» Prompt
Look through the data below, and copy each line that carries the word "impl".

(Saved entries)
□ □ □

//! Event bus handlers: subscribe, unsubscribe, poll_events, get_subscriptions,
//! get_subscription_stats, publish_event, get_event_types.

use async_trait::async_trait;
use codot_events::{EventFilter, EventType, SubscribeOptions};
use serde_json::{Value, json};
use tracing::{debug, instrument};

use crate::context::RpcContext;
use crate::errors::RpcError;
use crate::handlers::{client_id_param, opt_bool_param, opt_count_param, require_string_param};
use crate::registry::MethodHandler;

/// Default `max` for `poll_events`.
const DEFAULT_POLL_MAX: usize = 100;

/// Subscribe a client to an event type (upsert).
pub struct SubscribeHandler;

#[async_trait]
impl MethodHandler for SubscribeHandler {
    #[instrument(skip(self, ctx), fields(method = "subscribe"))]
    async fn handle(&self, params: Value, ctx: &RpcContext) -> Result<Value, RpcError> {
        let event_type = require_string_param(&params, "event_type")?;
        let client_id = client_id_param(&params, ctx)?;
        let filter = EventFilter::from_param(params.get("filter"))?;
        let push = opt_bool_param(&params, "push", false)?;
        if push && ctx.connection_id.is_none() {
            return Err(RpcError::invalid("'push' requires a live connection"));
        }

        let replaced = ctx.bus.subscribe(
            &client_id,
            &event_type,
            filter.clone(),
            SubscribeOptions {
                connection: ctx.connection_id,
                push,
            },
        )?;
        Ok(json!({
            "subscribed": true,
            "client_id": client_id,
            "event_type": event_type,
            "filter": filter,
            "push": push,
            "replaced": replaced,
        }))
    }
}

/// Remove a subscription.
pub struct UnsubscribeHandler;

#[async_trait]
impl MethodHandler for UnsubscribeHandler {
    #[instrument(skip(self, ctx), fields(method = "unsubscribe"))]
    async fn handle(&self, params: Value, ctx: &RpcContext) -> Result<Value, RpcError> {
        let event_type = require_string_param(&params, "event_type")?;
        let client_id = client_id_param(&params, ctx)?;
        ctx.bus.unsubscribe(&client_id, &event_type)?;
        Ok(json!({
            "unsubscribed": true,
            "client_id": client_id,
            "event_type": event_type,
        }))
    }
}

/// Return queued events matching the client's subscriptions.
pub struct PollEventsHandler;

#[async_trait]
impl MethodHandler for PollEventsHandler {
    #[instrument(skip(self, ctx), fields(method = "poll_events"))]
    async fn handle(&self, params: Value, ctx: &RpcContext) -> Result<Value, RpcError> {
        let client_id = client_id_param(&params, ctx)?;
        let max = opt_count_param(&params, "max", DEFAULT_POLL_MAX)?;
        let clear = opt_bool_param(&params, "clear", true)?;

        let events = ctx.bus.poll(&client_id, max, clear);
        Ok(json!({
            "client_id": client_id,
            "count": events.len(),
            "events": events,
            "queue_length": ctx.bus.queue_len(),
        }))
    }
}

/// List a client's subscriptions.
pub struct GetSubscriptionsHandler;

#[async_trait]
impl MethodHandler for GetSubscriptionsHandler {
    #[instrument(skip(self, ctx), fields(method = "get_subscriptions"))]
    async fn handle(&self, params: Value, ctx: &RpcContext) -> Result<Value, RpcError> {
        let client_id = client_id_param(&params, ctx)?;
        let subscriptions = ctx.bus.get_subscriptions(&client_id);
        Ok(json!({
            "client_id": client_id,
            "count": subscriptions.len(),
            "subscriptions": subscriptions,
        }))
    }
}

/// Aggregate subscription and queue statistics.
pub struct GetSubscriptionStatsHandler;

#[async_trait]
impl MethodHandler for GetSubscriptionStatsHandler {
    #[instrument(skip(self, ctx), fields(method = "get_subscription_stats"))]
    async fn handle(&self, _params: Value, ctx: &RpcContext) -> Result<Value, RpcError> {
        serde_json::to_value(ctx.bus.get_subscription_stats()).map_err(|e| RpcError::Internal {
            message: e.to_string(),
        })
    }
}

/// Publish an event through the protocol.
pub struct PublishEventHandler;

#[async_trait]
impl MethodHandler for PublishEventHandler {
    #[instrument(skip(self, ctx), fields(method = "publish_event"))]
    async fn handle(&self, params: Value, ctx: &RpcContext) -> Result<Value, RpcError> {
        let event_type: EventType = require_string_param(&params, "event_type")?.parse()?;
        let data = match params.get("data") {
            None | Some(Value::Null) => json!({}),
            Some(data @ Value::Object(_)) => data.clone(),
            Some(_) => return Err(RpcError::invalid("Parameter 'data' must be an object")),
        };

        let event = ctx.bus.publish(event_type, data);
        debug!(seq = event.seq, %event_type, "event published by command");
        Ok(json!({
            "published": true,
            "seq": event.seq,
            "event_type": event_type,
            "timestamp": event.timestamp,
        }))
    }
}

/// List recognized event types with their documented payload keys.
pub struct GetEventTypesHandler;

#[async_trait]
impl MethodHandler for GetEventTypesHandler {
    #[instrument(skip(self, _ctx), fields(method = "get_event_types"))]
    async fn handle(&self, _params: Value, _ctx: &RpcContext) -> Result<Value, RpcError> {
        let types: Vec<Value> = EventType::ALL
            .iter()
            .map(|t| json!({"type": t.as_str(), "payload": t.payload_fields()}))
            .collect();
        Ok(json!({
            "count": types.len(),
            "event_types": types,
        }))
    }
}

□ □ □

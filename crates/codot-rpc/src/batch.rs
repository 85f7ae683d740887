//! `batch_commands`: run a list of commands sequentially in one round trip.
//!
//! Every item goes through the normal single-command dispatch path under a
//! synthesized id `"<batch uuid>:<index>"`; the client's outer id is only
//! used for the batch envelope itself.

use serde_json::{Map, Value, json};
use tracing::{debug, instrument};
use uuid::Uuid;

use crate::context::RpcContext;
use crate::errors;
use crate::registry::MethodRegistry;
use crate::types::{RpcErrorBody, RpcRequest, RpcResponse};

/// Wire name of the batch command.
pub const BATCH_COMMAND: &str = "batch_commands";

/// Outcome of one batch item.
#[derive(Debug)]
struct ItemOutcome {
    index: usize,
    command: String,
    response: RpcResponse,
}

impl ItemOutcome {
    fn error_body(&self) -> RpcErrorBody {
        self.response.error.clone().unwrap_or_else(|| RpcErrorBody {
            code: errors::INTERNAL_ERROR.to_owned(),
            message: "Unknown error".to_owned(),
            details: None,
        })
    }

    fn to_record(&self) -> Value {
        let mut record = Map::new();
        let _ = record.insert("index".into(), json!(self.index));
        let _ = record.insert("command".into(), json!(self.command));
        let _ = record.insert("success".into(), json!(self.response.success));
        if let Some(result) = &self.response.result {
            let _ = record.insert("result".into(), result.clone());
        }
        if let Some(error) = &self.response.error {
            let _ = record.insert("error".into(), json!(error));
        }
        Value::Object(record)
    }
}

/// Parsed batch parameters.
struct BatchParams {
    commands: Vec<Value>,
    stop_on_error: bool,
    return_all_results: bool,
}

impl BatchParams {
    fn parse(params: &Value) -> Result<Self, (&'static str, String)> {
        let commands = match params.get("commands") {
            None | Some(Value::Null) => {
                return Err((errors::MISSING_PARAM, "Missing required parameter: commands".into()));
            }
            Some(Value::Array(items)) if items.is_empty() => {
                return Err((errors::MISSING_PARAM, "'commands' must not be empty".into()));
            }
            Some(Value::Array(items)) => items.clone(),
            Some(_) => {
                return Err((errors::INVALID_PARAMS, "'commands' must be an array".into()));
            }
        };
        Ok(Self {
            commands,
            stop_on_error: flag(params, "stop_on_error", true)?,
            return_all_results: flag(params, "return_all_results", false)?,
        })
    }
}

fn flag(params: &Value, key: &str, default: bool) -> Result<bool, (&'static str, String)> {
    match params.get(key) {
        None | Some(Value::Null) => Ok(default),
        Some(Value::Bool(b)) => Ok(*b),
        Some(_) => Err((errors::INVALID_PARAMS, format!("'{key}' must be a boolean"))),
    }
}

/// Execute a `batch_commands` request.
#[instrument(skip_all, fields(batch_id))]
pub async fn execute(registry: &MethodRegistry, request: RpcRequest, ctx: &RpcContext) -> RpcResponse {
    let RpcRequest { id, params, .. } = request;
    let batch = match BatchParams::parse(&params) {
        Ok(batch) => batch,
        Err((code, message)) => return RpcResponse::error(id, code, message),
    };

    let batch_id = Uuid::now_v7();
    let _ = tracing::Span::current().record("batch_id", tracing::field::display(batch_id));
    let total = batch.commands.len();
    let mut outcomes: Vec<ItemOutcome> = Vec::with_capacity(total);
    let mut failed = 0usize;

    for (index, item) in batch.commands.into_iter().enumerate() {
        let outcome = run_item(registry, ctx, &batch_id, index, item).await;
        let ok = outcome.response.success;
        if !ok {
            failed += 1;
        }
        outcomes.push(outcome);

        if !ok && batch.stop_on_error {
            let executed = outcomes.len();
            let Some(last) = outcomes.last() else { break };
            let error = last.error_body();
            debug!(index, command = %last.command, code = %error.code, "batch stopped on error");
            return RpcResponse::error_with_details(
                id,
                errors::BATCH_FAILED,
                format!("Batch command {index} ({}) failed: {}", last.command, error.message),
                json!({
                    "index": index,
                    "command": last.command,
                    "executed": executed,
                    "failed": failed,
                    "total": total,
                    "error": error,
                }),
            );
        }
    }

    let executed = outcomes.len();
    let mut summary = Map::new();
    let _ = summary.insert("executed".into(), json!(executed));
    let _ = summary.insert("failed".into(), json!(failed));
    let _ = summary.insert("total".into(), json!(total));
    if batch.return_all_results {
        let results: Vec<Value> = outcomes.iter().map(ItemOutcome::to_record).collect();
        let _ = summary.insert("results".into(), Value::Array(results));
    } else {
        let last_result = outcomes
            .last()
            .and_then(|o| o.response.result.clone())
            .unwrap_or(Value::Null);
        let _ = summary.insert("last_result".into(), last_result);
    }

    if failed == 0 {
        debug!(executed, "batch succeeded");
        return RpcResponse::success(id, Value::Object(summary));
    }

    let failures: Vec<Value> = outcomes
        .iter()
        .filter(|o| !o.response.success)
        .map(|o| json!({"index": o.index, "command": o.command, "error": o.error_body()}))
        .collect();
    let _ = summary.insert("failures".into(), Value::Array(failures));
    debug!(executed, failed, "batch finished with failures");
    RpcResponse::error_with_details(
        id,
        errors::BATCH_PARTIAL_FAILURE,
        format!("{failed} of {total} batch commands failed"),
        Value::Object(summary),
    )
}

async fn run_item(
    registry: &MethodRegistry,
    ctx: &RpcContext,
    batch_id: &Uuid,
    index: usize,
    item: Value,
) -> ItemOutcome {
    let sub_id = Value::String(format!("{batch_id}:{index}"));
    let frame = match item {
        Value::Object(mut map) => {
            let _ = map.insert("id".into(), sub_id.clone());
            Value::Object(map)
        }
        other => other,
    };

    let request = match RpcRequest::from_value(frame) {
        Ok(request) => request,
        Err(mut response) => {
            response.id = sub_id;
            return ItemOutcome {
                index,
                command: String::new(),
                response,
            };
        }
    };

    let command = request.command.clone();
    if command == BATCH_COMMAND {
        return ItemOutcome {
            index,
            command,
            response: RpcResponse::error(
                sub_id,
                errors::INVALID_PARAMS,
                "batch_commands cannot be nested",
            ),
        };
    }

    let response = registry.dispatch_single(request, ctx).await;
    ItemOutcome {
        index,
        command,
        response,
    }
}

□ □ □

» Solved problem
impl MethodHandler for SubscribeHandler {
impl MethodHandler for UnsubscribeHandler {
impl MethodHandler for PollEventsHandler {
impl MethodHandler for GetSubscriptionsHandler {
impl MethodHandler for GetSubscriptionStatsHandler {
impl MethodHandler for PublishEventHandler {
impl MethodHandler for GetEventTypesHandler {
impl ItemOutcome {
impl BatchParams {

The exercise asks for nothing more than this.